What a resounding review that was.

Skinner, in 12 starts as a Pittsburgh Penguin, has a save percentage of .895 and a goals-against average of 2.53. Jarry’s time in Edmonton has produced an .873 save percentage and a 3.59 goals against.

And all those Stu Skinner haters in Edmonton? You could hear a collective “Gulp!” all the way to Fort MacMurray when Knoblauch went to his reliever Saturday, as Jarry posted his worst performance as an Oiler.

“We were just on the wrong side of it tonight. There’s obviously a lot of goals that went in,” Jarry said. “Everyone knows when we play the game that we want to put on the ice, that will put us on the better side of things. But to be on that side, we just have to tighten up and eliminate some of the chances.

“We want to play fast, we want to play up, we want to play in their end. When we’re taking some of those chances, they come back at us, and it’s tough.

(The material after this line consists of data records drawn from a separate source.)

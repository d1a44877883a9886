//! Derived view of an open position.

use std::fmt;

use mirror_core::{Position, Price, ResolvedPrice};
use rust_decimal::Decimal;
use serde::{Deserialize, Serialize};

/// Trailing-stop price with its provenance.
#[derive(Debug, Clone, Copy, PartialEq, Eq, Serialize, Deserialize)]
#[serde(tag = "source", content = "price", rename_all = "lowercase")]
pub enum TrailStop {
    /// Published by the agent.
    Authoritative(Price),
    /// Estimated locally until the agent publishes its own.
    Estimated(Price),
}

impl TrailStop {
    pub fn price(&self) -> Price {
        match self {
            Self::Authoritative(p) | Self::Estimated(p) => *p,
        }
    }

    pub fn is_authoritative(&self) -> bool {
        matches!(self, Self::Authoritative(_))
    }
}

/// Risk label. Exactly one applies per position.
#[derive(Debug, Clone, Copy, PartialEq, Eq, Hash, Serialize, Deserialize)]
#[serde(rename_all = "snake_case")]
pub enum RiskState {
    Trailing,
    NearSl,
    AtRisk,
    HoldingLoss,
    HoldingGain,
    /// No price resolved yet.
    Calculating,
}

impl RiskState {
    pub fn as_str(&self) -> &'static str {
        match self {
            Self::Trailing => "trailing",
            Self::NearSl => "near_sl",
            Self::AtRisk => "at_risk",
            Self::HoldingLoss => "holding_loss",
            Self::HoldingGain => "holding_gain",
            Self::Calculating => "calculating",
        }
    }
}

impl fmt::Display for RiskState {
    fn fmt(&self, f: &mut fmt::Formatter<'_>) -> fmt::Result {
        f.write_str(self.as_str())
    }
}

/// A position together with everything derived from it.
///
/// Percent and dollar fields are `None` whenever the price is unresolved or
/// the entry price is not positive.
#[derive(Debug, Clone, PartialEq, Serialize, Deserialize)]
pub struct DerivedPosition {
    pub position: Position,
    /// Price used for the derivation.
    pub price: Option<ResolvedPrice>,
    /// Coin units per unit of position size.
    pub contract_size: Decimal,
    /// Position size in coin units.
    pub coin_amount: Decimal,
    /// Price move in the position's favour, percent.
    pub price_move_pct: Option<Decimal>,
    /// Price move × leverage, percent.
    pub capital_return_pct: Option<Decimal>,
    /// Unrealized P&L in quote currency, before fees.
    pub gross_pnl: Option<Decimal>,
    pub notional: Option<Decimal>,
    pub collateral: Option<Decimal>,
    /// Peak P&L percent (agent's value when published).
    pub peak_pnl_pct: Option<Decimal>,
    pub trailing_active: bool,
    pub trail_stop: Option<TrailStop>,
    pub risk_state: RiskState,
    /// Isolated-margin liquidation price (leveraged positions only).
    pub liquidation_price: Option<Price>,
    /// Distance from current price to liquidation, percent.
    pub liquidation_distance_pct: Option<Decimal>,
}

impl DerivedPosition {
    /// Whether a price resolved for this position.
    pub fn is_priced(&self) -> bool {
        self.price_move_pct.is_some()
    }

    pub fn current_price(&self) -> Option<Price> {
        self.price.map(|p| p.price)
    }
}
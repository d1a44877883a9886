//! Instrument identifiers and contract-size conversion.
//!
//! The agent writes pairs in whatever notation its exchange client uses
//! (`BTC/USD:USD`, `ETH/USDT`, `BTCUSD`). Price feeds and the contract-size
//! table are keyed differently, so every lookup goes through the derived
//! forms exposed here rather than raw string equality.

use std::collections::HashMap;
use std::fmt;

use rust_decimal::Decimal;
use rust_decimal_macros::dec;
use serde::{Deserialize, Serialize};

/// Quote currencies stripped when a pair carries no separator (`BTCUSDT`).
/// Longer suffixes first so `USDT` wins over `USD`.
const QUOTE_SUFFIXES: [&str; 5] = ["USDT", "USDC", "BUSD", "USD", "INR"];

/// Instrument (trading pair) as written by the agent.
#[derive(Debug, Clone, PartialEq, Eq, PartialOrd, Ord, Hash, Serialize, Deserialize)]
#[serde(transparent)]
pub struct Instrument(String);

impl Instrument {
    pub fn new(pair: impl Into<String>) -> Self {
        Self(pair.into())
    }

    pub fn as_str(&self) -> &str {
        &self.0
    }

    /// Base asset, uppercased (`BTC/USD:USD` → `BTC`, `ETHUSDT` → `ETH`).
    pub fn base_asset(&self) -> String {
        let upper = self.0.trim().to_ascii_uppercase();
        if let Some(idx) = upper.find(['/', ':', '-', '_']) {
            return upper[..idx].to_string();
        }
        for suffix in QUOTE_SUFFIXES {
            if let Some(base) = upper.strip_suffix(suffix) {
                if !base.is_empty() {
                    return base.to_string();
                }
            }
        }
        upper
    }

    /// Exchange-style compact symbol: settlement suffix dropped and
    /// separators removed (`BTC/USD:USD` → `BTCUSD`).
    pub fn compact_symbol(&self) -> String {
        let upper = self.0.trim().to_ascii_uppercase();
        let without_settle = upper.split(':').next().unwrap_or_default();
        without_settle
            .chars()
            .filter(|c| c.is_ascii_alphanumeric())
            .collect()
    }

    /// Keys to try, in order, when matching this instrument against a price map.
    pub fn lookup_keys(&self) -> Vec<String> {
        let mut keys: Vec<String> = Vec::with_capacity(3);
        for key in [self.0.clone(), self.compact_symbol(), self.base_asset()] {
            if !key.is_empty() && !keys.contains(&key) {
                keys.push(key);
            }
        }
        keys
    }

    /// Whether the notation itself marks a derivative contract.
    ///
    /// Unified futures symbols carry a settlement currency after `:`.
    pub fn is_derivative(&self) -> bool {
        self.0.contains(':') || self.compact_symbol().ends_with("PERP")
    }
}

impl fmt::Display for Instrument {
    fn fmt(&self, f: &mut fmt::Formatter<'_>) -> fmt::Result {
        write!(f, "{}", self.0)
    }
}

impl From<&str> for Instrument {
    fn from(s: &str) -> Self {
        Self::new(s)
    }
}

impl From<String> for Instrument {
    fn from(s: String) -> Self {
        Self(s)
    }
}

impl AsRef<str> for Instrument {
    fn as_ref(&self) -> &str {
        &self.0
    }
}

/// Coin amount represented by one unit of position size, per instrument.
///
/// Keys are normalized to compact symbols, so `BTC/USD:USD` and `BTCUSD`
/// share an entry. Unlisted instruments convert 1:1.
#[derive(Debug, Clone, PartialEq, Eq, Default)]
pub struct ContractSizeTable {
    sizes: HashMap<String, Decimal>,
}

impl ContractSizeTable {
    /// Empty table (every instrument converts 1:1).
    pub fn new() -> Self {
        Self::default()
    }

    /// Table pre-filled with the futures contracts the agent trades.
    pub fn with_defaults() -> Self {
        let mut table = Self::new();
        table.insert("BTCUSD", dec!(0.001));
        table.insert("ETHUSD", dec!(0.01));
        table.insert("SOLUSD", dec!(1));
        table.insert("XRPUSD", dec!(1));
        table
    }

    /// Add or replace a contract size.
    pub fn insert(&mut self, instrument: impl Into<Instrument>, coin_per_contract: Decimal) {
        let key = instrument.into().compact_symbol();
        self.sizes.insert(key, coin_per_contract);
    }

    /// Merge overrides (e.g. from configuration) into the table.
    pub fn extend<I, K>(&mut self, entries: I)
    where
        I: IntoIterator<Item = (K, Decimal)>,
        K: Into<Instrument>,
    {
        for (instrument, size) in entries {
            self.insert(instrument, size);
        }
    }

    /// Coin amount per unit of size; 1.0 when unlisted or non-positive.
    pub fn contract_size(&self, instrument: &Instrument) -> Decimal {
        match self.sizes.get(&instrument.compact_symbol()) {
            Some(size) if *size > Decimal::ZERO => *size,
            _ => Decimal::ONE,
        }
    }

    /// Whether the instrument has an explicit entry.
    pub fn is_listed(&self, instrument: &Instrument) -> bool {
        self.sizes.contains_key(&instrument.compact_symbol())
    }

    pub fn len(&self) -> usize {
        self.sizes.len()
    }

    pub fn is_empty(&self) -> bool {
        self.sizes.is_empty()
    }
}
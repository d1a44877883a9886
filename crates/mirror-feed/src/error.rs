//! Feed error types.

use thiserror::Error;

#[derive(Debug, Error)]
pub enum FeedError {
    #[error("HTTP client error: {0}")]
    HttpClient(String),

    #[error("{provider} returned HTTP {status}")]
    Status { provider: String, status: u16 },

    #[error("{provider} timed out after {timeout_ms}ms")]
    Timeout { provider: String, timeout_ms: u64 },

    #[error("Malformed response from {provider}: {reason}")]
    Body { provider: String, reason: String },

    #[error("Invalid feed configuration: {0}")]
    Config(String),
}

impl FeedError {
    /// Short label used for the provider-failure metric.
    pub fn reason(&self) -> &'static str {
        match self {
            Self::HttpClient(_) => "http",
            Self::Status { .. } => "status",
            Self::Timeout { .. } => "timeout",
            Self::Body { .. } => "body",
            Self::Config(_) => "config",
        }
    }
}

pub type FeedResult<T> = Result<T, FeedError>;
//! Persistence surface access for alpha-mirror.
//!
//! - [`StoreClient`]: reads open positions and indicator rows, writes
//!   operator commands
//! - [`StoreWatcher`]: polls the store into latest-value caches

pub mod client;
pub mod config;
pub mod error;
pub mod watcher;

pub use client::{CommandRecord, CommandSink, SnapshotSource, StoreClient};
pub use config::StoreConfig;
pub use error::{StoreError, StoreResult};
pub use watcher::{open_instruments, PositionsCache, StoreCaches, StoreWatcher};
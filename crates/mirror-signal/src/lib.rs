//! Entry-confirmation tally.
//!
//! Counts how many of four independent indicators currently agree on a
//! direction for a scanned pair. Informational only: the agent applies its
//! own stricter gate before entering.

pub mod rules;
pub mod tally;

pub use rules::TallyRules;
pub use tally::{is_leveraged_market, tally, ConfirmationTally, SideFlags, TallyStatus};
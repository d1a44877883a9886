//! Per-pair analytics snapshots and the newest-wins book holding them.

use std::collections::HashMap;

use chrono::{DateTime, Utc};
use rust_decimal::Decimal;
use serde::{Deserialize, Serialize};

use crate::{Instrument, Price};

/// Indicator values for one pair on one exchange at one point in time.
///
/// Any field may be missing while the analyzer is warming up.
#[derive(Debug, Clone, PartialEq, Serialize, Deserialize)]
pub struct IndicatorSnapshot {
    pub pair: Instrument,
    #[serde(alias = "exchange_id")]
    pub exchange: String,
    /// RSI(14).
    #[serde(default)]
    pub rsi: Option<Decimal>,
    /// Current volume over trailing average volume.
    #[serde(default)]
    pub volume_ratio: Option<Decimal>,
    /// Price change over the last 15 minutes, in percent.
    #[serde(default, alias = "change_15m")]
    pub price_change_15m: Option<Decimal>,
    #[serde(default, alias = "price")]
    pub current_price: Option<Price>,
    /// Upper Bollinger band.
    #[serde(default)]
    pub bb_upper: Option<Price>,
    /// Lower Bollinger band.
    #[serde(default)]
    pub bb_lower: Option<Price>,
    #[serde(alias = "created_at", deserialize_with = "crate::position::deserialize_timestamp")]
    pub timestamp: DateTime<Utc>,
}

impl IndicatorSnapshot {
    /// Snapshot with only identity and time set.
    pub fn empty(pair: impl Into<Instrument>, exchange: impl Into<String>, timestamp: DateTime<Utc>) -> Self {
        Self {
            pair: pair.into(),
            exchange: exchange.into(),
            rsi: None,
            volume_ratio: None,
            price_change_15m: None,
            current_price: None,
            bb_upper: None,
            bb_lower: None,
            timestamp,
        }
    }

    pub fn key(&self) -> IndicatorKey {
        IndicatorKey::new(self.pair.clone(), self.exchange.clone())
    }

    /// Current price if strictly positive.
    pub fn usable_price(&self) -> Option<Price> {
        self.current_price.filter(|p| p.is_positive())
    }
}

/// (pair, exchange) identity of an indicator row.
#[derive(Debug, Clone, PartialEq, Eq, Hash, Serialize, Deserialize)]
pub struct IndicatorKey {
    pub pair: Instrument,
    pub exchange: String,
}

impl IndicatorKey {
    pub fn new(pair: impl Into<Instrument>, exchange: impl Into<String>) -> Self {
        Self {
            pair: pair.into(),
            exchange: exchange.into(),
        }
    }
}

/// Latest indicator snapshot per (pair, exchange).
///
/// An incoming row replaces the held one only when strictly newer; rows are
/// never merged field by field. Keys keep first-seen order.
#[derive(Debug, Clone, Default, PartialEq)]
pub struct IndicatorBook {
    order: Vec<IndicatorKey>,
    latest: HashMap<IndicatorKey, IndicatorSnapshot>,
}

impl IndicatorBook {
    pub fn new() -> Self {
        Self::default()
    }

    /// Build a book from rows in arrival order.
    pub fn from_rows(rows: impl IntoIterator<Item = IndicatorSnapshot>) -> Self {
        let mut book = Self::new();
        book.extend(rows);
        book
    }

    /// Offer a row. Returns `true` if it became the held snapshot.
    pub fn upsert(&mut self, snapshot: IndicatorSnapshot) -> bool {
        let key = snapshot.key();
        match self.latest.get(&key) {
            Some(held) if held.timestamp >= snapshot.timestamp => false,
            Some(_) => {
                self.latest.insert(key, snapshot);
                true
            }
            None => {
                self.order.push(key.clone());
                self.latest.insert(key, snapshot);
                true
            }
        }
    }

    /// Offer many rows; returns how many were accepted.
    pub fn extend(&mut self, rows: impl IntoIterator<Item = IndicatorSnapshot>) -> usize {
        let mut accepted = 0;
        for row in rows {
            if self.upsert(row) {
                accepted += 1;
            }
        }
        accepted
    }

    pub fn get(&self, pair: &Instrument, exchange: &str) -> Option<&IndicatorSnapshot> {
        self.latest.get(&IndicatorKey::new(pair.clone(), exchange))
    }

    /// Snapshots in first-seen order.
    pub fn iter(&self) -> impl Iterator<Item = &IndicatorSnapshot> {
        self.order.iter().filter_map(|key| self.latest.get(key))
    }

    /// Drop rows stamped before `cutoff`. Survivors keep their order.
    /// Returns how many were dropped.
    pub fn evict_older_than(&mut self, cutoff: DateTime<Utc>) -> usize {
        let before = self.order.len();
        self.latest.retain(|_, snap| snap.timestamp >= cutoff);
        let latest = &self.latest;
        self.order.retain(|key| latest.contains_key(key));
        before - self.order.len()
    }

    /// Latest usable price for a base asset.
    ///
    /// A snapshot from `preferred_exchange` wins; otherwise the newest
    /// snapshot across exchanges.
    pub fn price_for_base(&self, base: &str, preferred_exchange: Option<&str>) -> Option<Price> {
        let candidates = || {
            self.iter()
                .filter(|snap| snap.pair.base_asset().eq_ignore_ascii_case(base))
                .filter_map(|snap| snap.usable_price().map(|p| (snap, p)))
        };

        if let Some(exchange) = preferred_exchange {
            let preferred = candidates()
                .filter(|(snap, _)| snap.exchange.eq_ignore_ascii_case(exchange))
                .max_by_key(|(snap, _)| snap.timestamp);
            if let Some((_, price)) = preferred {
                return Some(price);
            }
        }

        candidates()
            .max_by_key(|(snap, _)| snap.timestamp)
            .map(|(_, price)| price)
    }

    pub fn len(&self) -> usize {
        self.order.len()
    }

    pub fn is_empty(&self) -> bool {
        self.order.is_empty()
    }
}

#[cfg(test)]
mod tests {
    use super::*;
    use chrono::{Duration, TimeZone};
    use rust_decimal_macros::dec;

    fn t(secs: i64) -> DateTime<Utc> {
        Utc.with_ymd_and_hms(2026, 10, 16, 8, 0, 0).unwrap() + Duration::seconds(secs)
    }

    fn snap(pair: &str, exchange: &str, secs: i64, price: Option<Decimal>) -> IndicatorSnapshot {
        let mut s = IndicatorSnapshot::empty(pair, exchange, t(secs));
        s.current_price = price.map(Price::new);
        s
    }

    #[test]
    fn test_newer_row_replaces_older() {
        let mut book = IndicatorBook::new();
        assert!(book.upsert(snap("BTC/USDT", "binance", 0, Some(dec!(100)))));
        assert!(book.upsert(snap("BTC/USDT", "binance", 10, Some(dec!(101)))));

        let held = book.get(&"BTC/USDT".into(), "binance").unwrap();
        assert_eq!(held.current_price, Some(Price::new(dec!(101))));
        assert_eq!(book.len(), 1);
    }

    #[test]
    fn test_older_or_equal_row_never_replaces() {
        let mut book = IndicatorBook::new();
        let mut newest = snap("BTC/USDT", "binance", 10, Some(dec!(101)));
        newest.rsi = Some(dec!(55));
        book.upsert(newest);

        assert!(!book.upsert(snap("BTC/USDT", "binance", 5, Some(dec!(99)))));
        assert!(!book.upsert(snap("BTC/USDT", "binance", 10, Some(dec!(98)))));

        let held = book.get(&"BTC/USDT".into(), "binance").unwrap();
        assert_eq!(held.current_price, Some(Price::new(dec!(101))));
        assert_eq!(held.rsi, Some(dec!(55)));
    }

    #[test]
    fn test_rows_not_merged_field_by_field() {
        let mut book = IndicatorBook::new();
        let mut first = snap("ETH/USDT", "binance", 0, Some(dec!(3000)));
        first.rsi = Some(dec!(40));
        book.upsert(first);
        book.upsert(snap("ETH/USDT", "binance", 1, None));

        let held = book.get(&"ETH/USDT".into(), "binance").unwrap();
        assert!(held.rsi.is_none());
        assert!(held.current_price.is_none());
    }

    #[test]
    fn test_first_seen_order_kept() {
        let book = IndicatorBook::from_rows([
            snap("SOL/USDT", "binance", 0, None),
            snap("BTC/USDT", "binance", 0, None),
            snap("SOL/USDT", "binance", 5, None),
            snap("BTC/USD:USD", "delta", 0, None),
        ]);

        let pairs: Vec<_> = book.iter().map(|s| s.pair.as_str()).collect();
        assert_eq!(pairs, vec!["SOL/USDT", "BTC/USDT", "BTC/USD:USD"]);
    }

    #[test]
    fn test_evict_older_than_keeps_order_of_survivors() {
        let mut book = IndicatorBook::from_rows([
            snap("SOL/USDT", "binance", 0, None),
            snap("BTC/USDT", "binance", 50, None),
            snap("ETH/USDT", "binance", 10, None),
            snap("XRP/USDT", "binance", 60, None),
        ]);

        assert_eq!(book.evict_older_than(t(30)), 2);
        let pairs: Vec<_> = book.iter().map(|s| s.pair.as_str()).collect();
        assert_eq!(pairs, vec!["BTC/USDT", "XRP/USDT"]);
        assert!(book.get(&"SOL/USDT".into(), "binance").is_none());

        // an evicted key comes back at the end when it reappears
        assert!(book.upsert(snap("SOL/USDT", "binance", 70, None)));
        let pairs: Vec<_> = book.iter().map(|s| s.pair.as_str()).collect();
        assert_eq!(pairs, vec!["BTC/USDT", "XRP/USDT", "SOL/USDT"]);
        assert_eq!(book.evict_older_than(t(0)), 0);
    }

    #[test]
    fn test_price_for_base_prefers_exchange_then_newest() {
        let book = IndicatorBook::from_rows([
            snap("BTC/USDT", "binance", 20, Some(dec!(70100))),
            snap("BTC/USD:USD", "delta", 10, Some(dec!(70000))),
            snap("ETH/USDT", "binance", 30, Some(dec!(3000))),
        ]);

        assert_eq!(book.price_for_base("BTC", Some("delta")), Some(Price::new(dec!(70000))));
        assert_eq!(book.price_for_base("BTC", Some("kraken")), Some(Price::new(dec!(70100))));
        assert_eq!(book.price_for_base("BTC", None), Some(Price::new(dec!(70100))));
        assert!(book.price_for_base("XRP", None).is_none());
    }

    #[test]
    fn test_price_for_base_skips_unusable_prices() {
        let book = IndicatorBook::from_rows([
            snap("BTC/USD:USD", "delta", 30, Some(dec!(0))),
            snap("BTC/USDT", "binance", 20, None),
            snap("BTCUSDT", "bybit", 10, Some(dec!(69000))),
        ]);

        assert_eq!(book.price_for_base("BTC", Some("delta")), Some(Price::new(dec!(69000))));
    }
}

We just have to make sure we’re managing the puck a little bit better.”

Here are Jarry‘s save percentages in his last five games: .882, .739, .867, .902, and .750. Add them all up, and that’s an .836 save percentage in his past five.

On Saturday, two good teams each gave roughly as good as they got. The only obvious difference in the game was in the crease, where Jesper Wallstedt stopped everything you would expect him to stop, plus a few more. Jarry made some exceptional saves — but allowed two pucks to get in that never should have.

That turned a 2-2 game at the first intermission into a 5-2 game after 40. The Wild aren’t San Jose — there would be no three-goal, third-period comeback on this night.

“We could get another save,” allowed Knoblauch, when asked about his goaltending. “The amount of chances (Edmonton gives up) isn’t that many. The quality of the chances is something that’s got to be addressed. It has to get better — more perimeter shots, less breakaways or two-on-ones, odd-man rushes, those kind of things that are leading to goals.”

So, the debate becomes: maybe it’s not the goalies at all. Perhaps a save percentage in the relatively high .800’s is all any goalie could ever have behind the kind of defensive structure the Oilers sport prior to the trade deadline.

Edmonton sits ninth from the bottom in the NHL in goals allowed per game (3.25). It’s never been their strong suit, and they’ve never had — if one even exists — a goalie who can bring their defensive stats in line with the type of payoff team they’ve been for about five years now.

Maybe they should trade for Wallstedt, whom the Oilers chose not to draft when he was sitting there in 2021.

Or start the Pickard kid…

OIL SPILLS — Leon Draisaitl’s first-period goal was the 1,034th point of his career, which ties Mark Messier for fourth most points in franchise history. He missed a couple of shifts when he left the bench to have his right hand looked at after a collision, but returned to play a regular shift the rest of the game … Evan Bouchard recorded his 60th point of the year, which is tied with Zach Werenski for the most by a defenceman this season.